News & Views from 465 California Street

The Islamic Disneyland

Clint Reilly

If Al Gore could take every U.S. citizen on a tour of Dubai, his 10-year vision for a fossil fuel-free America would jump start like a Prius with a new battery.

I just returned from the glossy desert city, where I saw firsthand what is happening to our $75 gas station fill-ups. With oil revenue for the United Arab Emirates projected to exceed $100 billion in 2008, a fantasyland is rising from the hot desert sands along the Arabian Sea.

It is a gilded kingdom built on American petrodollars that would embarrass the pharaohs for its pomp and ostentation.
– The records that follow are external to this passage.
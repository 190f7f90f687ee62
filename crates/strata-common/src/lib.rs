//! strata-common — shared data model and error taxonomy.
//!
//! Everything the other strata crates agree on lives here: the line /
//! window / section / chunk types produced by ingestion, the ranked
//! result and segment types produced by retrieval, metadata filters,
//! and the per-document configuration structs.

pub mod config;
pub mod error;
pub mod filter;
pub mod record;
pub mod types;

pub use error::{ProviderError, Result, StrataError};
pub use filter::{FilterOperator, FilterValue, MetadataFilter, MetadataValue};
pub use record::ComponentRecord;
pub use types::*;
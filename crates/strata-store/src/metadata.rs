//! Knowledge base metadata storage.
//!
//! One JSON document per KB holding its descriptive fields and the tagged
//! component records needed to re-hydrate providers and stores.

use std::path::{Path, PathBuf};

use async_trait::async_trait;
use serde_json::Value;

use strata_common::Result;

#[async_trait]
pub trait MetadataStore: Send + Sync {
    async fn save(&self, kb_id: &str, data: &Value) -> Result<()>;

    /// Load a KB's metadata document. Errors when the KB does not exist;
    /// check with [`MetadataStore::kb_exists`] first.
    async fn load(&self, kb_id: &str) -> Result<Value>;

    async fn kb_exists(&self, kb_id: &str) -> Result<bool>;

    async fn delete(&self, kb_id: &str) -> Result<()>;
}

/// Metadata storage as JSON files under `<storage_directory>/metadata/`.
pub struct LocalMetadataStore {
    storage_directory: PathBuf,
}

impl LocalMetadataStore {
    pub fn new(storage_directory: &Path) -> Self {
        Self { storage_directory: storage_directory.to_path_buf() }
    }

    fn path(&self, kb_id: &str) -> PathBuf {
        self.storage_directory.join("metadata").join(format!("{kb_id}.json"))
    }
}

#[async_trait]
impl MetadataStore for LocalMetadataStore {
    async fn save(&self, kb_id: &str, data: &Value) -> Result<()> {
        let path = self.path(kb_id);
        if let Some(parent) = path.parent() {
            tokio::fs::create_dir_all(parent).await?;
        }
        let bytes = serde_json::to_vec_pretty(data)?;
        tokio::fs::write(&path, bytes).await?;
        Ok(())
    }

    async fn load(&self, kb_id: &str) -> Result<Value> {
        let bytes = tokio::fs::read(self.path(kb_id)).await?;
        Ok(serde_json::from_slice(&bytes)?)
    }

    async fn kb_exists(&self, kb_id: &str) -> Result<bool> {
        Ok(tokio::fs::try_exists(self.path(kb_id)).await?)
    }

    async fn delete(&self, kb_id: &str) -> Result<()> {
        match tokio::fs::remove_file(self.path(kb_id)).await {
            Ok(()) => Ok(()),
            Err(e) if e.kind() == std::io::ErrorKind::NotFound => Ok(()),
            Err(e) => Err(e.into()),
        }
    }
}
Dubai’s leader, Mohammed bin Rashid Al Maktoum – who is also the Prime Minister of the UAE – has a grand vision to build a world-class tourist destination and Middle East financial center. But what is really taking shape is a distorted caricature of American culture.

A man-made island in the shape of a palm tree pokes through the Arabian Gulf providing space for lavish resort hotels and world-renowned homes, each marked by its opulence and signature architecture.

The Burj Al Arab hotel’s distinctive sail shape has come to symbolize Dubai the world over. Of course, the world’s tallest building is also under construction – more than 160 stories set to open for business in 2010.

Next, imagine a massive shopping mall with luxury brands and marble-faced stores crowned by a gargantuan rectangular box that slants out more than 100 yards.

Obviously, that’s the indoor ski slope thronged with skiers retreating from the searing desert heat! An adjacent hotel simulating a winter ski lodge completes the scene.

Rows of office buildings and residential complexes sprout from wide boulevards – interspersed by American retail outlets like Starbucks, and TGI Fridays and Kentucky Fried Chicken.

But that’s just the hors d’œuvres. The entrée is “Dubailand.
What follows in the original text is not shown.